Being an eau de toilette, Nº5 L’EAU is much softer and more subtle than the other incarnations in this classic family. Where Nº5 is an operatic rendition of an aldehydic floral aria, L’EAU demands less attention (it feels more like a quiet folk song), content with glistening on the skin like a fine dusting of light. The base has much less oomph and consists mainly of laundry-like musks with a touch of cedar for dryness. I get a strong iris impression as the fragrance dries down, allowing L’EAU to feel plush for a few moments – cushioning those florals with a dusting of mineral powder. It is little inflections like this that show L’EAU’s lineage, giving respectful nods to the legend of 1921 and providing an important reminder that, whilst different, this fragrance still carries strong strains of the Nº5 DNA. Perhaps we should call it the double-helix dry down?

Nº5 L’EAU is made with complete and utter respect to its grandmother. It is composed with the structural integrity of Nº5 fully intact however, the whole presentation is entirely more modern. To me, L’EAU feels silky and sleek, taking a much more minimal approach to Nº5’s carefully constructed composition. Like Nº5, it is an architectural fragrance but instead of being draped over the dress form as a jersey gown in auburn colours, L’EAU has more clarity, taking the shape of a silk white shirt that never creases.

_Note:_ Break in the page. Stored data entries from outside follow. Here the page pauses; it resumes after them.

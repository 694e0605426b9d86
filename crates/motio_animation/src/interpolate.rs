//! Piecewise interpolation across value ranges
//!
//! Maps a number in `input` space onto `output` values, mixing between the
//! surrounding pair with the mixer their types call for.

use crate::easing::Easing;
use crate::mix::{get_mixer, Mixer};
use motio_core::{MotionError, Result, Value};
use std::fmt;
use std::rc::Rc;

/// Options for [`interpolate`]
#[derive(Clone, Debug)]
pub struct InterpolateOptions {
    /// Clamp input to the input range
    pub clamp: bool,
    /// One easing for every segment, or one per segment
    pub ease: Vec<Easing>,
}

impl Default for InterpolateOptions {
    fn default() -> Self {
        Self {
            clamp: true,
            ease: Vec::new(),
        }
    }
}

/// Fraction of the way `value` sits between `from` and `to`.
///
/// A zero-length range reports 1.
pub fn progress(from: f64, to: f64, value: f64) -> f64 {
    let range = to - from;
    if range == 0.0 {
        1.0
    } else {
        (value - from) / range
    }
}

/// A compiled interpolation
#[derive(Clone)]
pub struct Interpolator {
    input: Vec<f64>,
    mixers: Vec<Mixer>,
    first: Value,
    constant: Option<Value>,
    zero_delta: bool,
    clamp: bool,
}

/// Build an interpolator from `input` to `output`.
///
/// `input` must be non-empty and as long as `output`. A descending input
/// range is accepted.
pub fn interpolate(input: &[f64], output: &[Value], options: InterpolateOptions) -> Result<Interpolator> {
    if input.len() != output.len() {
        return Err(MotionError::InterpolationLength {
            input: input.len(),
            output: output.len(),
        });
    }
    let Some(first) = output.first() else {
        return Err(MotionError::EmptyInput("interpolate input"));
    };

    if input.len() == 1 || (input.len() == 2 && output[0] == output[1]) {
        return Ok(Interpolator {
            input: input.to_vec(),
            mixers: Vec::new(),
            first: first.clone(),
            constant: output.last().cloned(),
            zero_delta: false,
            clamp: options.clamp,
        });
    }

    let mut input = input.to_vec();
    let mut output = output.to_vec();
    let ease = options.ease;
    let zero_delta = input[0] == input[1];

    if input[0] > input[input.len() - 1] {
        input.reverse();
        output.reverse();
    }

    let mixers = output
        .windows(2)
        .enumerate()
        .map(|(index, pair)| {
            let mixer = get_mixer(&pair[0], &pair[1]);
            let easing = if ease.len() == 1 {
                ease.first()
            } else {
                ease.get(index)
            };
            match easing {
                Some(easing) if !easing.is_linear() => {
                    let easing = easing.clone();
                    Rc::new(move |p: f64| mixer(easing.apply(p))) as Mixer
                }
                _ => mixer,
            }
        })
        .collect();

    Ok(Interpolator {
        first: output[0].clone(),
        input,
        mixers,
        constant: None,
        zero_delta,
        clamp: options.clamp,
    })
}

impl Interpolator {
    /// Sample at `v` in input space
    pub fn at(&self, v: f64) -> Value {
        if let Some(constant) = &self.constant {
            return constant.clone();
        }

        let last = self.input.len() - 1;
        let v = if self.clamp {
            v.clamp(self.input[0], self.input[last])
        } else {
            v
        };

        if self.zero_delta && v < self.input[0] {
            return self.first.clone();
        }

        let mut index = 0;
        if self.mixers.len() > 1 {
            while index < self.input.len() - 2 {
                if v < self.input[index + 1] {
                    break;
                }
                index += 1;
            }
        }

        let p = progress(self.input[index], self.input[index + 1], v);
        (self.mixers[index])(p)
    }

    /// Sample and coerce to a number, if numeric
    pub fn number_at(&self, v: f64) -> Option<f64> {
        self.at(v).as_number()
    }
}

impl fmt::Debug for Interpolator {
    fn fmt(&self, f: &mut fmt::Formatter<'_>) -> fmt::Result {
        f.debug_struct("Interpolator")
            .field("input", &self.input)
            .field("segments", &self.mixers.len())
            .field("clamp", &self.clamp)
            .finish()
    }
}

#[cfg(test)]
mod tests {
    use super::*;

    fn numbers(values: &[f64]) -> Vec<Value> {
        values.iter().map(|v| Value::Number(*v)).collect()
    }

    #[test]
    fn test_linear_segments() {
        let interp = interpolate(&[0.0, 1.0, 2.0], &numbers(&[0.0, 10.0, 0.0]), Default::default()).unwrap();
        assert_eq!(interp.at(0.5), Value::Number(5.0));
        assert_eq!(interp.at(1.5), Value::Number(5.0));
        assert_eq!(interp.at(3.0), Value::Number(0.0));
    }

    #[test]
    fn test_unclamped_extrapolates() {
        let options = InterpolateOptions {
            clamp: false,
            ..Default::default()
        };
        let interp = interpolate(&[0.0, 100.0], &numbers(&[0.0, 1.0]), options).unwrap();
        assert_eq!(interp.at(200.0), Value::Number(2.0));
        assert_eq!(interp.at(-100.0), Value::Number(-1.0));
    }

    #[test]
    fn test_reversed_input() {
        let interp = interpolate(&[100.0, 0.0], &numbers(&[0.0, 1.0]), Default::default()).unwrap();
        assert_eq!(interp.at(25.0), Value::Number(0.75));
    }

    #[test]
    fn test_reversed_input_keeps_ease_order() {
        let options = InterpolateOptions {
            ease: vec![Easing::EaseIn, Easing::Linear],
            ..Default::default()
        };
        let interp = interpolate(&[2.0, 1.0, 0.0], &numbers(&[0.0, 10.0, 20.0]), options).unwrap();
        // Second segment of the ascending range stays linear
        assert_eq!(interp.at(1.5), Value::Number(5.0));
        assert_ne!(interp.at(0.5), Value::Number(15.0));
    }

    #[test]
    fn test_zero_delta_range() {
        let interp = interpolate(&[0.0, 0.0, 1.0], &numbers(&[5.0, 0.0, 10.0]), InterpolateOptions {
            clamp: false,
            ..Default::default()
        })
        .unwrap();
        assert_eq!(interp.at(-1.0), Value::Number(5.0));
        assert_eq!(interp.at(0.5), Value::Number(5.0));
    }

    #[test]
    fn test_per_segment_easing() {
        let options = InterpolateOptions {
            clamp: true,
            ease: vec![Easing::custom(|t| t * t), Easing::Linear],
        };
        let interp = interpolate(&[0.0, 1.0, 2.0], &numbers(&[0.0, 1.0, 2.0]), options).unwrap();
        assert_eq!(interp.at(0.5), Value::Number(0.25));
        assert_eq!(interp.at(1.5), Value::Number(1.5));
    }

    #[test]
    fn test_malformed_input() {
        assert!(matches!(
            interpolate(&[0.0, 1.0], &numbers(&[0.0]), Default::default()),
            Err(MotionError::InterpolationLength { input: 2, output: 1 })
        ));
        assert!(matches!(
            interpolate(&[], &[], Default::default()),
            Err(MotionError::EmptyInput(_))
        ));
    }

    #[test]
    fn test_strings_and_constants() {
        let interp = interpolate(&[0.0, 1.0], &["0px".into(), "20px".into()], Default::default()).unwrap();
        assert_eq!(interp.at(0.5), Value::from("10px"));

        let constant = interpolate(&[0.0, 1.0], &numbers(&[3.0, 3.0]), Default::default()).unwrap();
        assert_eq!(constant.at(0.7), Value::Number(3.0));
    }
}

L’EAU strikes me as a Nº5 for people that don’t like Nº5. It’s modern, youthful and surprisingly new, making for a quieter and more stealthy experience all round. Most importantly however, it is respectful of CHANEL’s inimitable icon and serves a purpose as a more luminous and ethereal take on the world’s most legendary floral. Whether you love Nº5 or loathe it, or even if you’re simply a passing fancier who is in neither camp, I’d recommend that you sniff L’EAU – it’s a perfect example of how a nearly century old fragrance can be brought bang up to date and it has achieved this in true CHANEL style.

Availability

Nº5 L’EAU launches on 01 September 2016. It will be available in 50ml (£68) and 100ml (£96) Eau de Toilette.


Disclaimer
Sample, notes and quotes via CHANEL. Images are my own.